What's on the Front Page
The September 24, 1896 edition of *The Frontier* is dominated by local gossip and a scorching political attack piece. Under the headline "Our Mr. Accepts," an unnamed columnist—likely editor or publisher—launches a brutal takedown of someone named Selah, who apparently switched from the Republican to Bryan's Free Silver Democratic camp. The piece is merciless, accusing Selah of hypocrisy, demagoguery, and moral dishonesty over the currency debate. The columnist defends the Republican position on gold standards and bimetallism with technical precision, arguing that Bryan's free-silver doctrine is economically illiterate. Meanwhile, the rest of the front page reads like a small-town bulletin board: Mike Flanigan visited the city, the Sioux City fair drew crowds, and local restaurants advertise "square meals." A political straw poll on a train to Sioux City shows McKinley crushing Bryan 81-18 (though the return trip tightened to 37-33). There's also notice of a Republican rally at Sioux City on September 26 featuring generals Alger, Howard, and Sickles, plus Corporal Tanner.
Why It Matters
This paper captures America two weeks before the 1896 presidential election, one of the most consequential contests in U.S. history. William McKinley and William Jennings Bryan represented fundamentally different visions: McKinley stood for industrial capitalism, protective tariffs, and the gold standard, while Bryan championed agrarian interests and free silver coinage. The election would determine whether America's economy pivoted toward industrial urbanism or remained rooted in agricultural populism. Bryan's 1896 campaign—with his famous "Cross of Gold" speech—energized rural voters and the emerging Populist Party. The viciousness of the rhetoric on this page, the moral language around currency, and the passionate local engagement all reflect how deeply this election penetrated American consciousness. McKinley's victory (which this paper confidently predicted) would usher in Republican dominance for a generation and cement America's commitment to the gold standard.
Hidden Gems
- DeWitt's products dominate the medicine ads—'One Minute Cough Cure,' 'Little Early Risers,' and 'Witch Hazel Salve' appear multiple times. DeWitt's was an actual patent medicine empire that would eventually become part of the modern pharmaceutical industry, though many of these 'cures' contained unregulated ingredients.

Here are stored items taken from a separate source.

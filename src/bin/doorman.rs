use anyhow::Result;
use doorman::cli::{actions, actions::Action, start};

#[tokio::main]
async fn main() -> Result<()> {
    let action = start()?;

    match action {
        Action::Server(args) => actions::server::handle(args).await?,
    }

    Ok(())
}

- The Short Line railroad is selling round-trip tickets to Sioux City for $3—approximately $110 in modern money—suggesting rail travel was becoming accessible to ordinary Nebraskans by the 1890s.
- J.P. Mann's tea advertisement boasts of 'the largest shipment of tea ever brought to O'Neill at one time,' with Japan tea at 35-50 cents per pound. This reveals how global trade and Japanese commerce had penetrated rural Nebraska by the 1890s.
- Corbett's 'photo studio and dental parlors' operated as a combination business, and will be 'open from September 26 to October 2'—suggesting itinerant photographers and dentists traveled circuits through small towns.
- A social dancing party is held 'in honor of Miss Minehan at McCafferty's ball' with 'lap luncheon' served at midnight, showing how small-town Nebraska society maintained formal social rituals despite frontier conditions.
Fun Facts
- The paper mentions the Presbytery of Niobraita comprising 'thirty-one churches in northeast Nebraska.' The Niobrara River region would become famous in the 20th century for its scenic beauty and river recreation—today it's protected as a National Scenic Riverway.
- A visitor named Homer Garretson is noted as working for an electric light plant in Worthington, Minnesota, which 'is owned by the city.' Municipal electric utilities were a cutting-edge innovation in 1896; within a decade, they'd transform American cities with electric streetlights and trolleys.
- The column excoriates Bryan's supporters with acid wit, mentioning '200 or more democratic newspapers' that have 'turned their backs to Billy'—this reflects the real 1896 split where many Democratic papers and politicians opposed Bryan's radical platform, foreshadowing William McKinley's actual victory.
- The train straw poll showing McKinley 81-18 on the outbound trip but only 37-33 on the return suggests Bryan was picking up support in Sioux City itself—accurate to the real election map, where Bryan's strength was in rural and western areas.
- The columnist's pedantic dissection of the Republican platform's financial language—parsing sentence structure and subordinate clauses—shows how currency debates in the 1890s were genuinely intellectual and consumed by ordinary newspaper readers, unlike modern political coverage.